8 septembre 2017

Pourquoi le Teambuilding ?

Dans des marchés toujours plus compétitifs, savoir constituer d’excellentes équipes est un challenge vital pour les managers des entreprises. Mais quelle place donner à chaque collaborateur en fonction de ses compétences « métier » et en fonction des talents de sa personnalité ? Le manager a à cœur de mettre les bonnes personnes à la bonne place; c’est ainsi qu’il stimule le travail collaboratif en gommant les stéréotypes et jugements de valeur. Le challenge n’est pas toujours simple et le manager du XXIe siècle peut avoir besoin d’un teambuilder pour l’accompagner à relever les enjeux de performance de l’entreprise ainsi que les enjeux de bonheur et de santé au travail de ses collaborateurs. 

Danielle Birken, créatrice de la marque altérité®, se définit comme jardinière de l’excellence pour contribuer à faire passer les organisations de la performance à l’excellence tout en limitant les risques de stress et de burnout.

Coconstruire une équipe

Vers des équipes collaboratives

Mettre chaque collaborateur à sa juste place est au cœur de la question du management. Encore faut-il choisir le bon processus pour construire des équipes sur un mode collaboratif. Ainsi, le manager doit aider chacun à prendre la pleine conscience de son ADN professionnel :

  • ses compétences « métier », le hardware, d’abord. Là, les entreprises sont souvent bien équipées en termes de descriptions de poste, définitions de fonction, entretiens annuel d’appréciation.
  • ses compétences comportementales, le software, ensemble de savoir-être, compétences relationnelles et organisationnelles indispensables à la fois à l’exercice de leur métier et à la protection de leur intégrité personnelle et relationnelle.  Dans un contexte de complexité et de changement perpétuel, l’entreprise a besoin de collaborateurs agiles qui doivent bien se connaître, être conscients de leurs talents forts; être capables aussi de se remettre en question pour s’adapter aux demandes de l’organisation et évoluer sans se surinvestir et mettre en risque leur santé au travail.

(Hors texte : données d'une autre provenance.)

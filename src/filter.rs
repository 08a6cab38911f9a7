use crate::data;
use crate::types::{CategoryFilter, Deal, TimeOfDay};

/// UI filter flags plus the current selection. Setters are plain assignment.
#[derive(Debug, Clone, PartialEq)]
pub struct FilterState {
    pub show_heatmap: bool,
    pub show_discounts: bool,
    /// Tracked for the toggle, not rendered yet.
    pub show_colleges: bool,
    pub active_time: TimeOfDay,
    pub active_category: CategoryFilter,
    selected_deal: Option<Deal>,
}

impl Default for FilterState {
    fn default() -> Self {
        Self {
            show_heatmap: true,
            show_discounts: true,
            show_colleges: false,
            active_time: TimeOfDay::default(),
            active_category: CategoryFilter::All,
            selected_deal: None,
        }
    }
}

/// Every mutation the filter surfaces and the marker callback can make.
#[derive(Debug, Clone, Copy, PartialEq, Eq)]
pub enum FilterAction {
    SetHeatmap(bool),
    SetDiscounts(bool),
    SetColleges(bool),
    SetTime(TimeOfDay),
    SetCategory(CategoryFilter),
    Select(u32),
    ClearSelection,
}

impl FilterState {
    pub fn selected_deal(&self) -> Option<&Deal> {
        self.selected_deal.as_ref()
    }

    /// Selects a catalog deal by id. Unknown ids leave the selection alone.
    pub fn select(&mut self, id: u32) -> bool {
        match data::find_deal(id) {
            Some(deal) => {
                self.selected_deal = Some(deal.clone());
                true
            }
            None => {
                tracing::warn!(id, "ignoring selection of unknown deal");
                false
            }
        }
    }

    pub fn clear_selection(&mut self) {
        self.selected_deal = None;
    }

    pub fn apply(&mut self, action: FilterAction) {
        match action {
            FilterAction::SetHeatmap(on) => self.show_heatmap = on,
            FilterAction::SetDiscounts(on) => self.show_discounts = on,
            FilterAction::SetColleges(on) => self.show_colleges = on,
            FilterAction::SetTime(time) => self.active_time = time,
            FilterAction::SetCategory(category) => self.active_category = category,
            FilterAction::Select(id) => {
                self.select(id);
            }
            FilterAction::ClearSelection => self.clear_selection(),
        }
    }

    /// Deals for the list and the map, recomputed on every call.
    pub fn filtered_deals(&self) -> Vec<Deal> {
        data::filter_deals(&data::DEALS, self.active_category)
    }

    /// What the map should draw: the filtered list, or nothing when discounts are hidden.
    pub fn visible_deals(&self) -> Vec<Deal> {
        if self.show_discounts {
            self.filtered_deals()
        } else {
            Vec::new()
        }
    }
}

L’entreprise devient de plus en plus garante de la santé de ses collaborateurs. L’employeur est tenu par le code du travail; il doit non seulement diminuer mais empêcher tous les risques en prenant toutes  les mesures légales pour protéger la santé physique et mentale de ses salariés. Cette exigence contraint de plus en plus les managers à réfléchir en terme de prévention des maladies professionnelles dues aux stress excessifs avec les risques de burnout  qui s’ensuivent.

Adopter la croissance attitude

Ainsi, quand un manager constitue son équipe, il est en première ligne de cette responsabilité; il doit avoir à cœur d’identifier les compétences

software de ses collaborateurs, Il n’a pas intérêt à sous-estimer sa responsabilité en instrumentalisant ses collaborateurs au détriment de leur équilibre de vie. Il a plus intérêt à devenir le coach de son équipe, un coach de croissance en adoptant la « croissance attitude » indispensable pour accompagner l’évolution de chacun au cœur de l’équipe pour en recueillir le fruit : la croissance de l’équipe pour passer de la performance à l’excellence.

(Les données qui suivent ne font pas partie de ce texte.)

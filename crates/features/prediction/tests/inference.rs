mod common;

use common::{artifact, edible, poisonous};
use spore_prediction::inference::{classify, probabilities};

#[test]
fn batch_answers_keep_input_order() {
    let artifact = artifact();
    let records = [poisonous(), edible(), edible(), poisonous()];

    assert_eq!(classify(&artifact, &records).unwrap(), [true, false, false, true]);

    let proba = probabilities(&artifact, &records).unwrap();
    assert_eq!(proba.len(), 4);
    assert!(proba.iter().all(|p| (0.0..=1.0).contains(p)));
    assert!(proba[0] > 0.0);
}

#[test]
fn empty_batch_is_empty() {
    let artifact = artifact();
    assert!(classify(&artifact, &[]).unwrap().is_empty());
    assert!(probabilities(&artifact, &[]).unwrap().is_empty());
}

#[test]
fn single_record_matches_its_batch_answer() {
    let artifact = artifact();
    let alone = probabilities(&artifact, &[poisonous()]).unwrap();
    let batch = probabilities(&artifact, &[edible(), poisonous()]).unwrap();
    assert!((alone[0] - batch[1]).abs() < 1e-12);
}
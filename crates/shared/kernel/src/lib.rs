//! Kernel utilities shared across slices.
//! Keep this crate lightweight: config loading, the application state with its
//! model slot, the HTTP error type and validating extractors.
//!
//! ## Config loading
//! ```rust,no_run
//! use spore_kernel::config::load_config;
//! use spore_kernel::domain::config::ApiConfig;
//!
//! let cfg: ApiConfig = load_config::<ApiConfig>(None::<&str>).unwrap();
//! assert_eq!(cfg.server.port, 8000);
//! ```
pub mod config;
pub mod prelude;
#[cfg(feature = "server")]
pub mod server;

pub use spore_domain as domain;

Ces savoir être ou soft-skills ne sont pas toujours faciles à nommer, à reconnaître, à identifier ou à valoriser. C’est pourquoi  Danielle Birken utilise des indicateurs de personnalité, en coaching et en teambuilding pour permettre à chacun de mettre en mots sa personnalité, pour découvrir et développer son ADN professionnel, talents forts et points de vulnérabilité, sans stéréotype ni jugement de valeur. Elle accompagne ainsi le manager et ses collaborateurs dans le processus de co-construction de l’équipe, dessinant le périmètre des postes en exploitant tout le potentiel de chacun sans les mettre en risque de stress excessif et de burnout.

Cohésion d’équipe

Faire émerger ce qui marche déjà bien dans l’équipe

Les teambuilders accompagnent les managers et leurs équipes en partant du diagnostic de ce qui ne marche pas pour pallier les problèmes en mettant en place des solutions pertinentes. Certains vont au delà, se centrant et recentrant l’attention de leur client sur ce qui marche, ce que le manager fait de bien, ce que l’équipe parvient déjà à implémenter. Considérant les clients comme déjà compétents, ils les accompagnent à prendre conscience de ce qui marche déjà pour faire encore plus de ce qui marche.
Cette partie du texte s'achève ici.